(TASK DIRECTIONS) The required output is every line from the beginning of the entries below through the line that includes "callers never contend.", copied exactly.

(EXTRACTED RECORDS)
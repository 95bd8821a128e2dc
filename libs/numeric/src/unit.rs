//! Static unit tables
//!
//! One compile-time perfect hash map covers the fixed unit inventory: the
//! base dimension a unit belongs to, the canonical unit of its group, and
//! the fixed conversion ratio to that canonical unit where one exists.
//! Relative units (em, vw, ...) are typed as lengths but carry no fixed
//! ratio; they only resolve against a context. The tables are read-only
//! after compilation, so concurrent callers never contend.

use crate::types::BaseDimension;
use phf::phf_map;

/// Metadata for one unit name.
#[derive(Debug, Clone, Copy)]
pub struct UnitMetadata {
    pub dimension: BaseDimension,
    /// The unit this unit's group normalizes to.
    pub canonical: &'static str,
    /// Multiplier to the canonical unit; `None` for context-dependent units.
    pub ratio: Option<f64>,
}

const fn unit(dimension: BaseDimension, canonical: &'static str, ratio: f64) -> UnitMetadata {
    UnitMetadata {
        dimension,
        canonical,
        ratio: Some(ratio),
    }
}

const fn relative(dimension: BaseDimension, canonical: &'static str) -> UnitMetadata {
    UnitMetadata {
        dimension,
        canonical,
        ratio: None,
    }
}

static UNITS_BY_NAME: phf::Map<&'static str, UnitMetadata> = phf_map! {
    "percent" => unit(BaseDimension::Percent, "percent", 1.0),

    // Absolute lengths
    "px" => unit(BaseDimension::Length, "px", 1.0),
    "cm" => unit(BaseDimension::Length, "px", 96.0 / 2.54),
    "mm" => unit(BaseDimension::Length, "px", 96.0 / 25.4),
    "q" => unit(BaseDimension::Length, "px", 96.0 / 101.6),
    "in" => unit(BaseDimension::Length, "px", 96.0),
    "pc" => unit(BaseDimension::Length, "px", 16.0),
    "pt" => unit(BaseDimension::Length, "px", 96.0 / 72.0),

    // Font-relative lengths
    "em" => relative(BaseDimension::Length, "px"),
    "ex" => relative(BaseDimension::Length, "px"),
    "ch" => relative(BaseDimension::Length, "px"),
    "ic" => relative(BaseDimension::Length, "px"),
    "rem" => relative(BaseDimension::Length, "px"),
    "lh" => relative(BaseDimension::Length, "px"),
    "rlh" => relative(BaseDimension::Length, "px"),
    "cap" => relative(BaseDimension::Length, "px"),

    // Viewport-relative lengths
    "vw" => relative(BaseDimension::Length, "px"),
    "vh" => relative(BaseDimension::Length, "px"),
    "vi" => relative(BaseDimension::Length, "px"),
    "vb" => relative(BaseDimension::Length, "px"),
    "vmin" => relative(BaseDimension::Length, "px"),
    "vmax" => relative(BaseDimension::Length, "px"),

    // Angles
    "deg" => unit(BaseDimension::Angle, "deg", 1.0),
    "grad" => unit(BaseDimension::Angle, "deg", 0.9),
    "rad" => unit(BaseDimension::Angle, "deg", 180.0 / std::f64::consts::PI),
    "turn" => unit(BaseDimension::Angle, "deg", 360.0),

    // Time
    "s" => unit(BaseDimension::Time, "s", 1.0),
    "ms" => unit(BaseDimension::Time, "s", 0.001),

    // Frequency
    "hz" => unit(BaseDimension::Frequency, "hz", 1.0),
    "khz" => unit(BaseDimension::Frequency, "hz", 1000.0),

    // Resolution
    "dppx" => unit(BaseDimension::Resolution, "dppx", 1.0),
    "x" => unit(BaseDimension::Resolution, "dppx", 1.0),
    "dpi" => unit(BaseDimension::Resolution, "dppx", 1.0 / 96.0),
    "dpcm" => unit(BaseDimension::Resolution, "dppx", 2.54 / 96.0),

    // Flex
    "fr" => unit(BaseDimension::Flex, "fr", 1.0),
};

/// Look up the metadata for a unit name. `"number"` is not in the table;
/// it is the dimensionless scalar handled by the type algebra directly.
pub fn lookup(unit: &str) -> Option<&'static UnitMetadata> {
    UNITS_BY_NAME.get(unit)
}

/// The fixed multiplier from `unit` to its group's canonical unit, if any.
pub fn ratio_to_canonical(unit: &str) -> Option<f64> {
    lookup(unit).and_then(|meta| meta.ratio)
}

/// Convert a value to its group's canonical unit via the fixed ratio.
/// Returns `None` for `"number"`, unknown units, and relative units.
pub fn to_canonical(value: f64, unit: &str) -> Option<(f64, &'static str)> {
    let meta = lookup(unit)?;
    let ratio = meta.ratio?;
    Some((value * ratio, meta.canonical))
}

/// Whether a unit is its own group's canonical unit. `"number"` counts as
/// canonical (it is the canonical dimensionless unit).
pub fn is_canonical(unit: &str) -> bool {
    if unit == "number" {
        return true;
    }
    match lookup(unit) {
        Some(meta) => meta.canonical == unit,
        None => false,
    }
}
//! Calculation simplifier
//!
//! Bottom-up, single-pass term rewriting to the canonical minimal form:
//! fixed-ratio units convert to their group's canonical unit, nested
//! sums/products flatten, same-unit terms fold, double negation and double
//! inversion cancel, and dimensional products collapse through the
//! sum-value form. The simplifier is total: an under-resolved tree (for
//! example a percentage with no reference) comes back unreduced rather
//! than failing.

use std::collections::HashMap;

use crate::sum::create_sum_value;
use crate::unit;
use crate::value::{NumericValue, UnitValue};

/// Optional resolution context supplied by a layout/geometry collaborator.
/// Both members are expected in canonical units.
#[derive(Debug, Clone, Default)]
pub struct SimplifyContext {
    /// Concrete basis for resolving percentages.
    pub percentage_reference: Option<UnitValue>,
    /// Concrete font size for resolving `em`.
    pub font_size: Option<UnitValue>,
}

/// Reduce a numeric-value tree to canonical minimal form. Never fails.
pub fn simplify(value: &NumericValue, ctx: &SimplifyContext) -> NumericValue {
    match value {
        NumericValue::Unit(u) => NumericValue::Unit(simplify_unit(u, ctx)),
        NumericValue::Sum(values) => simplify_sum(values, ctx),
        NumericValue::Product(values) => simplify_product(values, ctx),
        NumericValue::Negate(inner) => match simplify(inner, ctx) {
            NumericValue::Unit(u) => NumericValue::Unit(UnitValue::new(-u.value, u.unit)),
            NumericValue::Negate(inner) => *inner,
            child => NumericValue::Negate(Box::new(child)),
        },
        NumericValue::Invert(inner) => match simplify(inner, ctx) {
            NumericValue::Invert(inner) => *inner,
            child => NumericValue::Invert(Box::new(child)),
        },
        NumericValue::Min(values) => fold_extremum(values, ctx, f64::min, NumericValue::Min),
        NumericValue::Max(values) => fold_extremum(values, ctx, f64::max, NumericValue::Max),
        keyword @ NumericValue::Keyword(_) => keyword.clone(),
    }
}

/// Resolve a unit value against the context, then against the fixed
/// conversion table.
fn simplify_unit(u: &UnitValue, ctx: &SimplifyContext) -> UnitValue {
    if u.unit == "percent" {
        if let Some(reference) = &ctx.percentage_reference {
            return UnitValue::new(reference.value * (u.value / 100.0), reference.unit.clone());
        }
    }
    if u.unit == "em" {
        if let Some(font_size) = &ctx.font_size {
            return UnitValue::new(u.value * font_size.value, font_size.unit.clone());
        }
    }
    match unit::to_canonical(u.value, &u.unit) {
        Some((value, canonical)) => UnitValue::new(value, canonical),
        None => u.clone(),
    }
}

/// Simplify a sum: flatten nested sums, fold same-unit terms (zero-valued
/// terms are kept; they still carry unit identity), unwrap singletons.
fn simplify_sum(values: &[NumericValue], ctx: &SimplifyContext) -> NumericValue {
    let mut flat = Vec::with_capacity(values.len());
    for value in values {
        match simplify(value, ctx) {
            NumericValue::Sum(inner) => flat.extend(inner),
            child => flat.push(child),
        }
    }

    let mut out: Vec<NumericValue> = Vec::with_capacity(flat.len());
    let mut slot_by_unit: HashMap<String, usize> = HashMap::new();
    for child in flat {
        match child {
            NumericValue::Unit(u) => match slot_by_unit.get(&u.unit) {
                Some(&slot) => {
                    if let NumericValue::Unit(existing) = &mut out[slot] {
                        existing.value += u.value;
                    }
                }
                None => {
                    slot_by_unit.insert(u.unit.clone(), out.len());
                    out.push(NumericValue::Unit(u));
                }
            },
            child => out.push(child),
        }
    }

    if out.len() == 1 {
        // out is non-empty here; Sum children are never removed, only folded.
        out.remove(0)
    } else {
        NumericValue::Sum(out)
    }
}

/// Simplify a product: flatten nested products, fold plain numbers,
/// distribute a number over an all-numeric sum, and collapse dimensional
/// products through the sum-value form.
fn simplify_product(values: &[NumericValue], ctx: &SimplifyContext) -> NumericValue {
    let mut flat = Vec::with_capacity(values.len());
    for value in values {
        match simplify(value, ctx) {
            NumericValue::Product(inner) => flat.extend(inner),
            child => flat.push(child),
        }
    }

    // Fold two or more plain-number children into one, at the position of
    // the first.
    let number_count = flat.iter().filter(|c| is_number(c)).count();
    if number_count >= 2 {
        let mut product = 1.0;
        let mut folded = Vec::with_capacity(flat.len() - number_count + 1);
        let mut slot = None;
        for child in flat {
            match child {
                NumericValue::Unit(u) if u.unit == "number" => {
                    product *= u.value;
                    if slot.is_none() {
                        slot = Some(folded.len());
                        folded.push(NumericValue::number(1.0)); // placeholder
                    }
                }
                child => folded.push(child),
            }
        }
        if let Some(slot) = slot {
            folded[slot] = NumericValue::number(product);
        }
        flat = folded;
    }

    // Distribute {number, sum of unit values} into the sum.
    if flat.len() == 2 {
        let distributed = match (&flat[0], &flat[1]) {
            (NumericValue::Unit(n), NumericValue::Sum(sum)) if n.unit == "number" => {
                distribute(n.value, sum)
            }
            (NumericValue::Sum(sum), NumericValue::Unit(n)) if n.unit == "number" => {
                distribute(n.value, sum)
            }
            _ => None,
        };
        if let Some(values) = distributed {
            return simplify_sum(&values, ctx);
        }
    }

    // A product made entirely of canonical unit values (or their inverses)
    // has a well-defined dimensional product.
    let collapsible = flat.iter().all(|child| match child {
        NumericValue::Unit(u) => unit::is_canonical(&u.unit),
        NumericValue::Invert(inner) => match inner.as_ref() {
            NumericValue::Unit(u) => unit::is_canonical(&u.unit),
            _ => false,
        },
        _ => false,
    });
    if collapsible {
        if let Ok(terms) = create_sum_value(&NumericValue::Product(flat.clone())) {
            if terms.len() == 1 {
                let term = &terms[0];
                if term.units.is_empty() {
                    return NumericValue::number(term.value);
                }
                if let Some((name, 1)) = term.units.iter().next() {
                    if term.units.len() == 1 {
                        return NumericValue::unit(term.value, name.clone());
                    }
                }
            }
        }
    }

    if flat.len() == 1 {
        flat.remove(0)
    } else {
        NumericValue::Product(flat)
    }
}

fn distribute(factor: f64, sum: &[NumericValue]) -> Option<Vec<NumericValue>> {
    let mut out = Vec::with_capacity(sum.len());
    for child in sum {
        match child {
            NumericValue::Unit(u) => out.push(NumericValue::unit(factor * u.value, &*u.unit)),
            _ => return None,
        }
    }
    Some(out)
}

fn is_number(value: &NumericValue) -> bool {
    matches!(value, NumericValue::Unit(u) if u.unit == "number")
}

/// Simplify min/max: fold same-unit, non-percent unit values per group.
///
/// Percentage children are deliberately left unfolded: a percentage may
/// resolve against a negative or variable basis, which could invert the
/// comparison.
fn fold_extremum(
    values: &[NumericValue],
    ctx: &SimplifyContext,
    op: fn(f64, f64) -> f64,
    rebuild: fn(Vec<NumericValue>) -> NumericValue,
) -> NumericValue {
    let mut out: Vec<NumericValue> = Vec::with_capacity(values.len());
    let mut slot_by_unit: HashMap<String, usize> = HashMap::new();

    for value in values {
        match simplify(value, ctx) {
            NumericValue::Unit(u) if u.unit != "percent" => match slot_by_unit.get(&u.unit) {
                Some(&slot) => {
                    if let NumericValue::Unit(existing) = &mut out[slot] {
                        existing.value = op(existing.value, u.value);
                    }
                }
                None => {
                    slot_by_unit.insert(u.unit.clone(), out.len());
                    out.push(NumericValue::Unit(u));
                }
            },
            child => out.push(child),
        }
    }

    if out.len() == 1 {
        out.remove(0)
    } else {
        rebuild(out)
    }
}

(ANSWER FOR THIS EXERCISE)
repository 95bd8821a128e2dc
filename libs/numeric/src/unit.rs
//! Static unit tables
//!
//! One compile-time perfect hash map covers the fixed unit inventory: the
//! base dimension a unit belongs to, the canonical unit of its group, and
//! the fixed conversion ratio to that canonical unit where one exists.
//! Relative units (em, vw, ...) are typed as lengths but carry no fixed
//! ratio; they only resolve against a context. The tables are read-only
//! after compilation, so concurrent callers never contend.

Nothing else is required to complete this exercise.